For starters, I want my greyhounds, Elvis and Lucy, at my service. They may be confused and a bit scared, wondering why their human has left them and they're suddenly living with someone else. But they must be at my service. If any one thing were to capture my essence, it would be found in the love I have for these dogs. Elvis and Lucy are as much a part of my family as blood relatives and close friends. They sit. And stay. In the row reserved for family.
I want people to laugh. Really. I hope my friends will muster the courage to stand up and tell funny stories about me because I will have died without tears and regrets. So I never married. Never had kids. Never had the corner office, wrote a best-seller or squeezed into a pair of size two jeans. Know what?
Don't care. Doesn't matter. I was happy. Content. Grateful to wake up each day healthy, in a warm bed, with a roof over my head, a job to sustain me and people who loved me.
Amidst carnations (take note: my favorite flower), I'd like my sister, Jennifer, to talk about that joke she played on me, the one where she convinced me that her house was haunted. Pam, my best friend, should 'fess up about us attending a Donny Osmond concert--uh, in our forties. Richard can share memories from our time at Dublin High ("it's all your fault!"), and Deb can laugh about that time in New Orleans when we feared we were being sold as middle-aged sex slaves.
Shared lives and experiences. In good times and bad, through grimaces and grins, we held each others' hands for strength and support. And laughed. Always, we laughed.
Music must be an integral part of my service. Friends may know me as an Elvis Costello fan(who do you think my dog is named for...that Presley dude?), but there are many songs I hold dear, mainly due to fond childhood memories.

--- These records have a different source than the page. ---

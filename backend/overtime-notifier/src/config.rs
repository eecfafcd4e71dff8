// src/config.rs
use chrono::{NaiveDate, NaiveTime};
use serde::Deserialize;
use std::path::{Path, PathBuf};
use thiserror::Error;

use crate::overtime_client::OvertimeApiConfig;
use crate::policy::WeeklyReportSlot;

pub const DEFAULT_OVERTIME_TARGET: u32 = 600;

#[derive(Error, Debug)]
pub enum ConfigError {
    #[error("Failed to load environment: {0}")]
    Env(#[from] envy::Error),
    #[error("Failed to read env file {path}: {message}")]
    EnvFile { path: String, message: String },
    #[error("OVERTIME_TARGET must be greater than zero")]
    ZeroTarget,
    #[error("Invalid WEEKLY_REPORT_TIME {0:?}, expected HH:MM")]
    InvalidReportTime(String),
    #[error("Invalid date {0:?} in EXTRA_HOLIDAYS, expected YYYY-MM-DD")]
    InvalidHoliday(String),
}

fn default_overtime_target() -> u32 {
    DEFAULT_OVERTIME_TARGET
}

fn default_log_dir() -> PathBuf {
    PathBuf::from("log")
}

fn default_flag_path() -> PathBuf {
    PathBuf::from(".notified_flag")
}

fn default_weekly_report_time() -> String {
    "21:30".to_string()
}

// Raw settings as read from the environment
#[derive(Debug, Deserialize, Clone)]
pub struct Config {
    // Usage API
    pub api_base_url: String,
    pub api_endpoint: String,
    pub api_token: String,
    pub target_key: String,
    pub division_id: String,
    #[serde(default = "default_overtime_target")]
    pub overtime_target: u32,

    // Slack
    pub slack_bot_token: String,
    #[serde(default)]
    pub slack_dm_emails: String,

    // Local state
    #[serde(default = "default_log_dir")]
    pub log_dir: PathBuf,
    #[serde(default = "default_flag_path")]
    pub notified_flag_path: PathBuf,

    // Schedule
    #[serde(default = "default_weekly_report_time")]
    pub weekly_report_time: String,
    #[serde(default)]
    pub extra_holidays: String,
}

/// Immutable per-run view of who is tracked and who hears about it.
#[derive(Debug, Clone, PartialEq, Eq)]
pub struct TargetConfig {
    pub target_minutes: u32,
    pub employee_key: String,
    pub division_id: String,
    pub recipients: Vec<String>,
}

impl Config {
    pub fn from_env() -> Result<Self, ConfigError> {
        // Load .env file if it exists
        dotenv::dotenv().ok();
        Self::from_process_env()
    }

    pub fn from_env_file(path: &Path) -> Result<Self, ConfigError> {
        dotenv::from_path(path).map_err(|e| ConfigError::EnvFile {
            path: path.display().to_string(),
            message: e.to_string(),
        })?;
        Self::from_process_env()
    }

    fn from_process_env() -> Result<Self, ConfigError> {
        Self::from_vars(std::env::vars())
    }

    pub fn from_vars<I>(vars: I) -> Result<Self, ConfigError>
    where
        I: IntoIterator<Item = (String, String)>,
    {
        let config = envy::from_iter::<_, Config>(vars)?;
        config.validate()?;
        Ok(config)
    }

    fn validate(&self) -> Result<(), ConfigError> {
        if self.overtime_target == 0 {
            return Err(ConfigError::ZeroTarget);
        }
        self.weekly_report_slot()?;
        self.extra_holiday_dates()?;
        Ok(())
    }

    pub fn recipients(&self) -> Vec<String> {
        split_list(&self.slack_dm_emails)
    }

    pub fn target(&self) -> TargetConfig {
        TargetConfig {
            target_minutes: self.overtime_target,
            employee_key: self.target_key.clone(),
            division_id: self.division_id.clone(),
            recipients: self.recipients(),
        }
    }

    pub fn api_config(&self) -> OvertimeApiConfig {
        OvertimeApiConfig {
            base_url: self.api_base_url.clone(),
            endpoint: self.api_endpoint.clone(),
            token: self.api_token.clone(),
            employee_key: self.target_key.clone(),
            division_id: self.division_id.clone(),
        }
    }

    pub fn weekly_report_slot(&self) -> Result<WeeklyReportSlot, ConfigError> {
        let raw = self.weekly_report_time.trim();
        NaiveTime::parse_from_str(raw, "%H:%M")
            .map(WeeklyReportSlot::friday_at)
            .map_err(|_| ConfigError::InvalidReportTime(raw.to_string()))
    }

    pub fn extra_holiday_dates(&self) -> Result<Vec<NaiveDate>, ConfigError> {
        split_list(&self.extra_holidays)
            .into_iter()
            .map(|raw| {
                NaiveDate::parse_from_str(&raw, "%Y-%m-%d")
                    .map_err(|_| ConfigError::InvalidHoliday(raw))
            })
            .collect()
    }
}

// Comma-separated, trimmed, empties dropped
fn split_list(raw: &str) -> Vec<String> {
    raw.split(',')
        .map(str::trim)
        .filter(|item| !item.is_empty())
        .map(str::to_string)
        .collect()
}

Moon River by Andy Williams. Just about any sixties tune by Johnny Mathis or Herb Alpert. The instrumental Love is Blue by Paul Mauriat. Clair de Lune, because my father would play it on the piano and as a child I thought he had composed it. I remember hearing it on the radio one day and running to him in hysterics, screeching that someone had stolen his song.
I love the poignancy of God Only Knows by The Beach Boys. The optimistic Raindrops Keep Falling on My Head by B.J. Thomas, and the corny Everything is Beautiful by Ray Stevens. Since lyrics should be somewhat relevant, given the circumstances, this probably rules out Always Look at the Bright Side of Life by Monty Python. My friends can make that call.
Oh, but there is one song that must be played. Someone once quoted these lyrics to me, in an email response to an article I wrote about adopting Elvis. It's from the Beatles Abbey Road, incidentally my all-time favorite album. The song is titled, appropriately enough, "The End. " Just 28 words long, the last eight say it all. The same eight words I quoted just last week in my Valentine's Day post:
And in the end...
the love you take,
is equal to the love,
And with that final song, my service will be over. Held on a day I hope to dodge for many years to come.